Continuity aside, it’s also just bad for both Ahsoka and Luke. If you introduce Ahsoka into Luke’s world, it suddenly becomes her story more than his. Worse, it’s needlessly extending Ahsoka into a time period where she was never intended to be (she’s a Clone Wars character, remember). To illustrate the problem: the Clone Wars cartoon also took the ridiculous step of revealing that Darth Maul survived bisection in The Phantom Menace and was still running around. Granted, we got some good Maul episodes out of it, but this was in spite of the fact that bringing him back was silly.
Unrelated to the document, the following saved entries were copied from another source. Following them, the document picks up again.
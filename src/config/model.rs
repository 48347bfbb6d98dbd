// src/config/model.rs

use std::path::PathBuf;

use serde::Deserialize;

/// Top-level configuration as read from a TOML file.
///
/// ```toml
/// [build]
/// target = "core-image-minimal"
/// exclude_target = "pseudo-native"
/// clean = true
///
/// [tool]
/// program = "bitbake"
/// build_dir = "build"
/// artifacts = ["*.dot", "pn-buildlist"]
/// ```
///
/// All sections are optional and have defaults matching a stock BitBake
/// setup.
#[derive(Debug, Clone, Default, Deserialize)]
#[serde(deny_unknown_fields)]
pub struct RawConfigFile {
    #[serde(default)]
    pub build: BuildSection,

    #[serde(default)]
    pub tool: ToolSection,
}

/// Validated configuration; obtained through `TryFrom<RawConfigFile>`.
#[derive(Debug, Clone)]
pub struct ConfigFile {
    pub build: BuildSection,
    pub tool: ToolSection,
}

impl ConfigFile {
    pub(crate) fn new_unchecked(build: BuildSection, tool: ToolSection) -> Self {
        Self { build, tool }
    }

    /// The baseline target, if exclusion is enabled.
    pub fn exclude_target(&self) -> Option<&str> {
        self.build.exclude_target()
    }
}

/// `[build]` section: what to rebuild and how.
#[derive(Debug, Clone, Deserialize)]
#[serde(deny_unknown_fields)]
pub struct BuildSection {
    /// Target whose recipes get rebuilt.
    #[serde(default = "default_target")]
    pub target: String,

    /// Baseline target whose recipes are treated as already built.
    /// An empty string disables the baseline.
    #[serde(default = "default_exclude_target")]
    pub exclude_target: Option<String>,

    /// Clean each recipe's shared state before rebuilding it.
    #[serde(default = "default_clean")]
    pub clean: bool,

    /// Task the walk starts from (`<target>.<default_task>`).
    #[serde(default = "default_default_task")]
    pub default_task: String,

    /// Task marking a recipe's output as available to dependents; only
    /// recipes with this task in the graph are rebuilt.
    #[serde(default = "default_build_task")]
    pub build_task: String,

    /// Task run by the clean step (`bitbake -c <clean_task> <recipe>`).
    #[serde(default = "default_clean_task")]
    pub clean_task: String,

    /// Environment variable listing recipes provided outside the build.
    #[serde(default = "default_provided_var")]
    pub provided_var: String,
}

impl BuildSection {
    pub fn exclude_target(&self) -> Option<&str> {
        self.exclude_target
            .as_deref()
            .map(str::trim)
            .filter(|t| !t.is_empty())
    }
}

fn default_target() -> String {
    "core-image-base".to_string()
}

fn default_exclude_target() -> Option<String> {
    Some("pseudo-native".to_string())
}

fn default_clean() -> bool {
    true
}

fn default_default_task() -> String {
    "do_build".to_string()
}

fn default_build_task() -> String {
    "do_populate_sysroot".to_string()
}

fn default_clean_task() -> String {
    "cleansstate".to_string()
}

fn default_provided_var() -> String {
    "ASSUME_PROVIDED".to_string()
}

impl Default for BuildSection {
    fn default() -> Self {
        Self {
            target: default_target(),
            exclude_target: default_exclude_target(),
            clean: default_clean(),
            default_task: default_default_task(),
            build_task: default_build_task(),
            clean_task: default_clean_task(),
            provided_var: default_provided_var(),
        }
    }
}

/// `[tool]` section: how the build tool is invoked.
#[derive(Debug, Clone, Deserialize)]
#[serde(deny_unknown_fields)]
pub struct ToolSection {
    /// Build tool executable.
    #[serde(default = "default_program")]
    pub program: String,

    /// Directory the tool runs in; graph files land here.
    #[serde(default = "default_build_dir")]
    pub build_dir: PathBuf,

    /// Name of the task graph written by `<program> -g`.
    #[serde(default = "default_graph_file")]
    pub graph_file: String,

    /// Glob patterns (matched against file names in `build_dir`) removed
    /// after every graph generation.
    #[serde(default = "default_artifacts")]
    pub artifacts: Vec<String>,

    /// Optional executable producing the ordered recipe list from a graph
    /// file instead of walking the graph in-process.
    #[serde(default)]
    pub extractor: Option<PathBuf>,
}

fn default_program() -> String {
    "bitbake".to_string()
}

fn default_build_dir() -> PathBuf {
    PathBuf::from(".")
}

fn default_graph_file() -> String {
    "task-depends.dot".to_string()
}

fn default_artifacts() -> Vec<String> {
    vec!["*.dot".to_string(), "pn-buildlist".to_string()]
}

impl Default for ToolSection {
    fn default() -> Self {
        Self {
            program: default_program(),
            build_dir: default_build_dir(),
            graph_file: default_graph_file(),
            artifacts: default_artifacts(),
            extractor: None,
        }
    }
}

/// Command-line values that take precedence over the file.
#[derive(Debug, Clone, Default)]
pub struct ConfigOverrides {
    pub target: Option<String>,
    pub exclude_target: Option<String>,
    pub no_exclude: bool,
    pub no_clean: bool,
}

impl RawConfigFile {
    pub fn apply_overrides(&mut self, overrides: &ConfigOverrides) {
        if let Some(target) = &overrides.target {
            self.build.target = target.clone();
        }
        if let Some(exclude) = &overrides.exclude_target {
            self.build.exclude_target = Some(exclude.clone());
        }
        if overrides.no_exclude {
            self.build.exclude_target = None;
        }
        if overrides.no_clean {
            self.build.clean = false;
        }
    }
}
// src/logging.rs

//! Diagnostic logging through `tracing`.
//!
//! `--log-level` wins. Without it, `REBAKE_LOG` is read as an `EnvFilter`
//! directive string, so both `debug` and `rebake::exec=trace,warn` work.
//! Otherwise only warnings and errors are shown.
//!
//! Everything goes to stderr: stdout belongs to the status lines and to
//! `recipes` / `deps` output.

use anyhow::anyhow;
use tracing_subscriber::EnvFilter;

use crate::cli::LogLevel;
use crate::errors::Result;

pub const LOG_ENV: &str = "REBAKE_LOG";

const DEFAULT_DIRECTIVE: &str = "warn";

/// Install the global subscriber. Fails if one is already installed.
pub fn init_logging(cli_level: Option<LogLevel>) -> Result<()> {
    let filter = match cli_level {
        Some(level) => EnvFilter::new(level.directive()),
        None => EnvFilter::try_from_env(LOG_ENV).unwrap_or_else(|_| EnvFilter::new(DEFAULT_DIRECTIVE)),
    };

    tracing_subscriber::fmt()
        .with_env_filter(filter)
        .with_writer(std::io::stderr)
        .with_target(true)
        .try_init()
        .map_err(|e| anyhow!("installing tracing subscriber: {e}"))?;

    Ok(())
}

impl LogLevel {
    /// The level as an `EnvFilter` directive.
    pub fn directive(self) -> &'static str {
        match self {
            LogLevel::Error => "error",
            LogLevel::Warn => "warn",
            LogLevel::Info => "info",
            LogLevel::Debug => "debug",
            LogLevel::Trace => "trace",
        }
    }
}
use chrono::NaiveDate;

use crate::limits::*;
use crate::model::*;

use super::conflict::{require_admin, validate_range};
use super::policy::default_policy;
use super::{Engine, EngineError};

fn require_self_or_admin(actor: &Actor, user_id: &str) -> Result<(), EngineError> {
    if actor.is_admin() || actor.user_id == user_id {
        Ok(())
    } else {
        Err(EngineError::Forbidden("cannot read another user's credits"))
    }
}

impl Engine {
    /// Bookable intervals for `from..=to`. Admins get the full picture,
    /// clients only what they could book right now.
    pub async fn availability(
        &self,
        actor: &Actor,
        from: NaiveDate,
        to: NaiveDate,
    ) -> Result<Vec<AvailableSlot>, EngineError> {
        validate_range(from, to)?;
        let view = if actor.is_admin() { ViewMode::Admin } else { ViewMode::Client };
        let guard = self.read().await;
        Ok(self.provider().list(&guard, from, to, self.now(), view))
    }

    pub async fn balance(&self, actor: &Actor, user_id: &str) -> Result<Credits, EngineError> {
        require_self_or_admin(actor, user_id)?;
        let guard = self.read().await;
        Ok(guard.ledger().balance(user_id))
    }

    /// Newest first. `limit` is capped.
    pub async fn credit_history(
        &self,
        actor: &Actor,
        user_id: &str,
        limit: usize,
    ) -> Result<Vec<CreditTransaction>, EngineError> {
        require_self_or_admin(actor, user_id)?;
        let guard = self.read().await;
        Ok(guard.ledger().history(user_id, limit.min(MAX_HISTORY_LIMIT)))
    }

    pub async fn rules(&self) -> Vec<AvailabilityRule> {
        self.read().await.rules().cloned().collect()
    }

    pub async fn overrides(&self, actor: &Actor) -> Result<Vec<DateOverride>, EngineError> {
        require_admin(actor)?;
        let guard = self.read().await;
        let mut out: Vec<DateOverride> = guard.overrides().cloned().collect();
        out.sort_by_key(|o| (o.date, o.span.start));
        Ok(out)
    }

    /// The policy cancellations use right now, falling back to the default.
    pub async fn active_policy(&self) -> CancellationPolicy {
        self.read()
            .await
            .active_policy()
            .cloned()
            .unwrap_or_else(default_policy)
    }

    /// Clients see active items only.
    pub async fn pricing_items(&self, actor: &Actor) -> Vec<PricingItem> {
        self.read()
            .await
            .pricing_items()
            .filter(|item| item.active || actor.is_admin())
            .cloned()
            .collect()
    }
}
Maul died in Episode I. His story was over. Bringing him back just dragged the end of his life much, much further than it should have been.
In essence, I’m saying that I don’t want Ahsoka to be turned into another Darth Maul: a character whose story beautifully ended, only to be dragged back out for no reason other than because somebody thought it would be “neat.” It’s not neat, it’s painful, and it’s groan-inducing to see Maul still running around 25 years after his supposed death. I also don’t want to see Rebels or worse, the Original Trilogy, become The Clone Wars to the extent that a bygone character has been inserted into it as Maul was. Ahsoka was a good guest to have on Rebels, but it’s time for the spotlight to return to the main characters. Bring Ahsoka back as the occasional force ghost, but otherwise let her be done. Let Rebels be about the Rebels and let the Original Trilogy era be about Luke.
We all loved Ahsoka, and in the world of fiction, a character is never truly gone. There’s still plenty of room to tell Ahsoka stories, and indeed, Disney has conveniently announced that an Ahsoka novel is coming later this year. But this story will be set in the past, and that’s appropriate, because Ahsoka is part of the past as well, and that’s where we’ll revisit her.
One of the toughest and yet most important lessons Star Wars teaches is to learn to let go of the things we’re attached to, and that includes people. Ahsoka’s great, but we have to let go of her to let the integrity of her character against the bigger picture survive.